U.S. Treasury Secretary Scott Bessent signaled a shift in financial oversight priorities Thursday, urging the Financial Stability Oversight Council (FSOC) to streamline supervision and focus on promoting economic growth rather than politically driven regulations.
The meeting, held in executive session at the Treasury Department, marked Bessent’s latest move to reshape financial regulation under President Trump’s administration.
In his opening remarks, Bessent outlined a vision for enhancing the supervisory and regulatory frameworks governing banks and other regulated entities. He emphasized the need to refocus supervision on material financial risks and expressed strong support for banking agencies’ ongoing efforts to eliminate reputational risk as a basis for supervisory criticism. This initiative is seen as a departure from previous administration policies that critics say excessively prioritized social and environmental concerns over core financial stability.

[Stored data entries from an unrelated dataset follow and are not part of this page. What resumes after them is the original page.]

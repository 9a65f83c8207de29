//! Player configuration: timings, theme, enabled content kinds, editions.

use std::collections::BTreeSet;
use std::ops::RangeInclusive;
use std::time::Duration;

use serde::{Deserialize, Serialize};

use crate::model::ContentKind;

/// Delays used by the playback engine.
#[derive(Debug, Clone, Copy, PartialEq, Eq, Serialize, Deserialize)]
pub struct PlaybackTimings {
    /// Interval between typed characters of a user message
    pub typing_interval: Duration,

    /// Pause after typing finishes, before the user message lands
    pub send_settle: Duration,

    /// How long the bot "thinks" before its message lands
    pub bot_thinking: Duration,

    /// Delay before an auxiliary/system message lands
    pub auxiliary_delay: Duration,

    /// Pause in `AwaitingTurn` before the next message starts
    pub turn_gap: Duration,
}

impl Default for PlaybackTimings {
    fn default() -> Self {
        Self {
            typing_interval: Duration::from_millis(45),
            send_settle: Duration::from_millis(600),
            bot_thinking: Duration::from_millis(1500),
            auxiliary_delay: Duration::from_millis(400),
            turn_gap: Duration::from_millis(300),
        }
    }
}

/// Playback speed factors accepted by [`PlaybackTimings::scaled`].
pub const SPEED_RANGE: RangeInclusive<f64> = 0.1..=100.0;

impl PlaybackTimings {
    /// All delays zero. Every step still goes through the timer, so state
    /// order is preserved; only the clock stops moving.
    pub fn instant() -> Self {
        Self {
            typing_interval: Duration::ZERO,
            send_settle: Duration::ZERO,
            bot_thinking: Duration::ZERO,
            auxiliary_delay: Duration::ZERO,
            turn_gap: Duration::ZERO,
        }
    }

    /// Divides every delay by `speed` (2.0 plays twice as fast).
    ///
    /// `speed` is clamped to [`SPEED_RANGE`]; NaN leaves the timings unchanged.
    pub fn scaled(self, speed: f64) -> Self {
        if speed.is_nan() {
            return self;
        }
        let speed = speed.clamp(*SPEED_RANGE.start(), *SPEED_RANGE.end());
        let scale = |d: Duration| Duration::try_from_secs_f64(d.as_secs_f64() / speed).unwrap_or(d);
        Self {
            typing_interval: scale(self.typing_interval),
            send_settle: scale(self.send_settle),
            bot_thinking: scale(self.bot_thinking),
            auxiliary_delay: scale(self.auxiliary_delay),
            turn_gap: scale(self.turn_gap),
        }
    }

    pub fn with_typing_interval(mut self, interval: Duration) -> Self {
        self.typing_interval = interval;
        self
    }
}

/// Visual theme of the player.
#[derive(Debug, Clone, Copy, PartialEq, Eq, Default, Serialize, Deserialize)]
#[serde(rename_all = "lowercase")]
pub enum Theme {
    /// Dark page, blue bot / green user bubbles
    #[default]
    Midnight,
    /// Light page, neutral bubbles
    Daylight,
    /// Phone chrome with status bar
    Phone,
}

/// Content kinds the renderer is allowed to use.
///
/// Disabled kinds degrade to a plain text bubble. `Text` is always enabled.
#[derive(Debug, Clone, PartialEq, Eq, Serialize, Deserialize)]
pub struct FeatureSet {
    enabled: BTreeSet<ContentKind>,
}

impl FeatureSet {
    /// Every content kind enabled.
    pub fn all() -> Self {
        Self::from_kinds(ContentKind::all())
    }

    /// Only plain text bubbles.
    pub fn text_only() -> Self {
        Self::from_kinds([ContentKind::Text])
    }

    pub fn from_kinds(kinds: impl IntoIterator<Item = ContentKind>) -> Self {
        let mut enabled: BTreeSet<ContentKind> = kinds.into_iter().collect();
        enabled.insert(ContentKind::Text);
        Self { enabled }
    }

    pub fn allows(&self, kind: ContentKind) -> bool {
        self.enabled.contains(&kind)
    }

    pub fn with(mut self, kind: ContentKind) -> Self {
        self.enabled.insert(kind);
        self
    }

    pub fn without(mut self, kind: ContentKind) -> Self {
        if kind != ContentKind::Text {
            self.enabled.remove(&kind);
        }
        self
    }
}

impl Default for FeatureSet {
    fn default() -> Self {
        Self::all()
    }
}

/// Successive revisions of the demo page, reproduced as presets.
#[derive(Debug, Clone, Copy, PartialEq, Eq, Serialize, Deserialize)]
#[serde(rename_all = "lowercase")]
pub enum Edition {
    /// Text bubbles only, dark page.
    Classic,
    /// Option lists, tables and images, light page.
    Rich,
    /// Everything, with phone chrome, avatars and a live clock.
    Phone,
}

impl Edition {
    pub fn name(&self) -> &'static str {
        match self {
            Edition::Classic => "classic",
            Edition::Rich => "rich",
            Edition::Phone => "phone",
        }
    }
}

impl std::fmt::Display for Edition {
    fn fmt(&self, f: &mut std::fmt::Formatter<'_>) -> std::fmt::Result {
        write!(f, "{}", self.name())
    }
}

impl std::str::FromStr for Edition {
    type Err = String;

    fn from_str(s: &str) -> Result<Self, Self::Err> {
        match s.to_lowercase().as_str() {
            "classic" | "v1" => Ok(Edition::Classic),
            "rich" | "v2" => Ok(Edition::Rich),
            "phone" | "v3" => Ok(Edition::Phone),
            _ => Err(format!("Unknown edition: {} (expected classic, rich or phone)", s)),
        }
    }
}

/// Everything the player needs besides the catalog.
#[derive(Debug, Clone, PartialEq, Serialize, Deserialize)]
pub struct PlayerConfig {
    pub timings: PlaybackTimings,
    pub theme: Theme,
    pub features: FeatureSet,
    /// Show "IP" / "YOU" avatars next to bubbles
    pub show_avatars: bool,
    /// Show the live clock in the header
    pub show_clock: bool,
}

impl Default for PlayerConfig {
    fn default() -> Self {
        Self::for_edition(Edition::Phone)
    }
}

impl PlayerConfig {
    pub fn for_edition(edition: Edition) -> Self {
        match edition {
            Edition::Classic => Self {
                timings: PlaybackTimings::default(),
                theme: Theme::Midnight,
                features: FeatureSet::text_only(),
                show_avatars: true,
                show_clock: false,
            },
            Edition::Rich => Self {
                timings: PlaybackTimings::default(),
                theme: Theme::Daylight,
                features: FeatureSet::all(),
                show_avatars: false,
                show_clock: false,
            },
            Edition::Phone => Self {
                timings: PlaybackTimings::default(),
                theme: Theme::Phone,
                features: FeatureSet::all(),
                show_avatars: true,
                show_clock: true,
            },
        }
    }

    pub fn with_timings(mut self, timings: PlaybackTimings) -> Self {
        self.timings = timings;
        self
    }

    pub fn with_features(mut self, features: FeatureSet) -> Self {
        self.features = features;
        self
    }
}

Bessent’s message to the FSOC echoes themes he previously outlined in his interview with Breitbart News and a speech at the Economic Club of New York, emphasizing the need to “unshackle” the regulated banking system and refocus financial oversight on material risks rather than politically-driven agendas. His call for reprivatizing the economy—shifting economic growth from government dependency to private sector empowerment—aligns with his broader strategy of deregulation, enhancing bank lending to small and regional banks, and promoting innovation as the engine of American prosperity.
The Council also received updates on the Treasury market from staff of the Treasury, Securities and Exchange Commission (SEC), and the Office of Financial Research (OFR). Presentations covered the SEC’s Treasury securities central clearing rule, liquidity developments, and OFR’s data collection on non-centrally cleared bilateral repo transactions. Enhancing Treasury market resilience was a key topic of discussion, underscoring the administration’s commitment to strengthening market infrastructure.

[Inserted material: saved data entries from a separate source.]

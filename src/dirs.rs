//! Directory resolution abstraction for per-user paths.
//!
//! Production code asks [`SystemBaseDirs`]; tests substitute their own
//! [`BaseDirs`] so nothing touches the real home directory.

use std::path::PathBuf;

/// Name of the QuietPatch state directory inside the user's home.
pub const QUIETPATCH_DIRNAME: &str = ".quietpatch";

/// Source of platform-specific base directories.
pub trait BaseDirs {
    /// The current user's home directory.
    fn home_dir(&self) -> Option<PathBuf>;

    /// The QuietPatch home, `<home>/.quietpatch`.
    fn quietpatch_home(&self) -> Option<PathBuf> {
        self.home_dir().map(|home| home.join(QUIETPATCH_DIRNAME))
    }
}

/// Base directories discovered from the operating system.
#[derive(Debug, Clone, Copy, Default)]
pub struct SystemBaseDirs;

impl BaseDirs for SystemBaseDirs {
    fn home_dir(&self) -> Option<PathBuf> {
        directories_next::BaseDirs::new().map(|dirs| dirs.home_dir().to_path_buf())
    }
}

#[cfg(test)]
mod tests {
    use super::*;

    struct FixedHome(Option<PathBuf>);

    impl BaseDirs for FixedHome {
        fn home_dir(&self) -> Option<PathBuf> {
            self.0.clone()
        }
    }

    #[test]
    fn quietpatch_home_is_inside_home() {
        let dirs = FixedHome(Some(PathBuf::from("/home/user")));
        assert_eq!(
            dirs.quietpatch_home(),
            Some(PathBuf::from("/home/user/.quietpatch"))
        );
    }

    #[test]
    fn quietpatch_home_is_none_without_home() {
        assert_eq!(FixedHome(None).quietpatch_home(), None);
    }

    #[test]
    fn system_dirs_resolve_on_supported_platforms() {
        let dirs = SystemBaseDirs;
        if cfg!(any(target_os = "linux", target_os = "macos", windows)) {
            assert!(dirs.home_dir().is_some());
        }
    }
}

Federal Reserve officials briefed the Council on potential financial stability risks associated with cyber incidents, sharing insights from monitoring cyber-related vulnerabilities and past experiences. Bessent emphasized the importance of interagency coordination and information sharing to protect the financial system from emerging digital threats.
The meeting highlighted the Trump administration’s broader effort to reshape financial regulation away from what officials consider politically motivated oversight and toward a growth-oriented, risk-focused approach. Bessent’s agenda signals a marked contrast from the previous administration’s emphasis on reputational risk and environmental considerations.

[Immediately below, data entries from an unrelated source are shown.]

//! CLI argument definitions for the catalog updater.
//!
//! This module defines the command-line interface using clap. It is separated
//! from the main entrypoint to keep the binary small and focused on
//! orchestration.

use camino::Utf8PathBuf;
use clap::Parser;

/// Update the QuietPatch vulnerability catalog from its signed manifest.
#[derive(Parser, Debug, Clone, Default)]
#[command(name = "quietpatch-catalog-update")]
#[command(version, about)]
#[command(long_about = concat!(
    "Update the QuietPatch vulnerability catalog.\n\n",
    "Fetches the signed catalog manifest, verifies it with minisign, fetches the ",
    "database archive it names, verifies that archive, and hands it to ",
    "`quietpatch db apply` for activation. Any failure stops the update.",
))]
#[command(after_help = concat!(
    "ENVIRONMENT:\n",
    "  QP_MANIFEST_URL       Manifest location (overridden by --manifest-url)\n",
    "  QP_MINISIGN_PUBKEY    minisign public key (overridden by --pubkey)\n",
    "  QUIETPATCH_HOME       QuietPatch home directory [default: ~/.quietpatch]\n",
    "  QP_ALLOW_DOWNGRADE    Set to 1 to accept an older catalog\n",
    "  RUST_LOG              Log filter (e.g. quietpatch_catalog=debug)\n\n",
    "EXAMPLES:\n",
    "  Update from the default manifest:\n",
    "    $ QP_MINISIGN_PUBKEY=RWQ... quietpatch-catalog-update\n\n",
    "  Preview the resolved configuration:\n",
    "    $ quietpatch-catalog-update --dry-run\n",
))]
pub struct Cli {
    /// Manifest URL [default: QP_MANIFEST_URL or the published manifest].
    #[arg(long, value_name = "URL")]
    pub manifest_url: Option<String>,

    /// minisign public key [default: QP_MINISIGN_PUBKEY].
    #[arg(long, value_name = "KEY")]
    pub pubkey: Option<String>,

    /// QuietPatch home directory; the store lives in its `db` subdirectory.
    #[arg(long, value_name = "DIR")]
    pub home: Option<Utf8PathBuf>,

    /// Accept a catalog older than the installed one.
    #[arg(long)]
    pub allow_downgrade: bool,

    /// Signature verifier program.
    #[arg(long, value_name = "PROGRAM")]
    pub verifier: Option<String>,

    /// Activation program invoked as `<PROGRAM> db apply <archive> <signature>`.
    #[arg(long, value_name = "PROGRAM")]
    pub activator: Option<String>,

    /// Kill the verifier or activator after this many seconds.
    #[arg(long, value_name = "SECS")]
    pub command_timeout: Option<u64>,

    /// Give up on a single network request after this many seconds.
    #[arg(long, value_name = "SECS")]
    pub network_timeout: Option<u64>,

    /// Show the resolved configuration and exit without updating.
    #[arg(long)]
    pub dry_run: bool,

    /// Increase log verbosity (repeatable: -v, -vv, -vvv).
    #[arg(
        short,
        long = "verbose",
        action = clap::ArgAction::Count,
        conflicts_with = "quiet"
    )]
    pub verbosity: u8,

    /// Suppress progress output (errors still shown).
    #[arg(short, long, conflicts_with = "verbosity")]
    pub quiet: bool,
}

#[cfg(test)]
#[path = "cli_tests.rs"]
mod tests;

Observers say Bessent’s approach is likely to be welcomed by business leaders and financial institutions eager to see a more practical and growth-friendly regulatory environment. The administration’s efforts to bolster Treasury market resilience and enhance coordination on cybersecurity risks reflect its focus on safeguarding the core financial infrastructure without stifling economic activity.
Bessent is expected to continue pushing for changes that prioritize economic growth and efficiency over social and environmental factors, a position likely to spark objections from Democrats who have for years sought to use financial regulation to pursue agenda around ESG and DEI goals that they failed to legislate or enact through non-banking regulatory channels.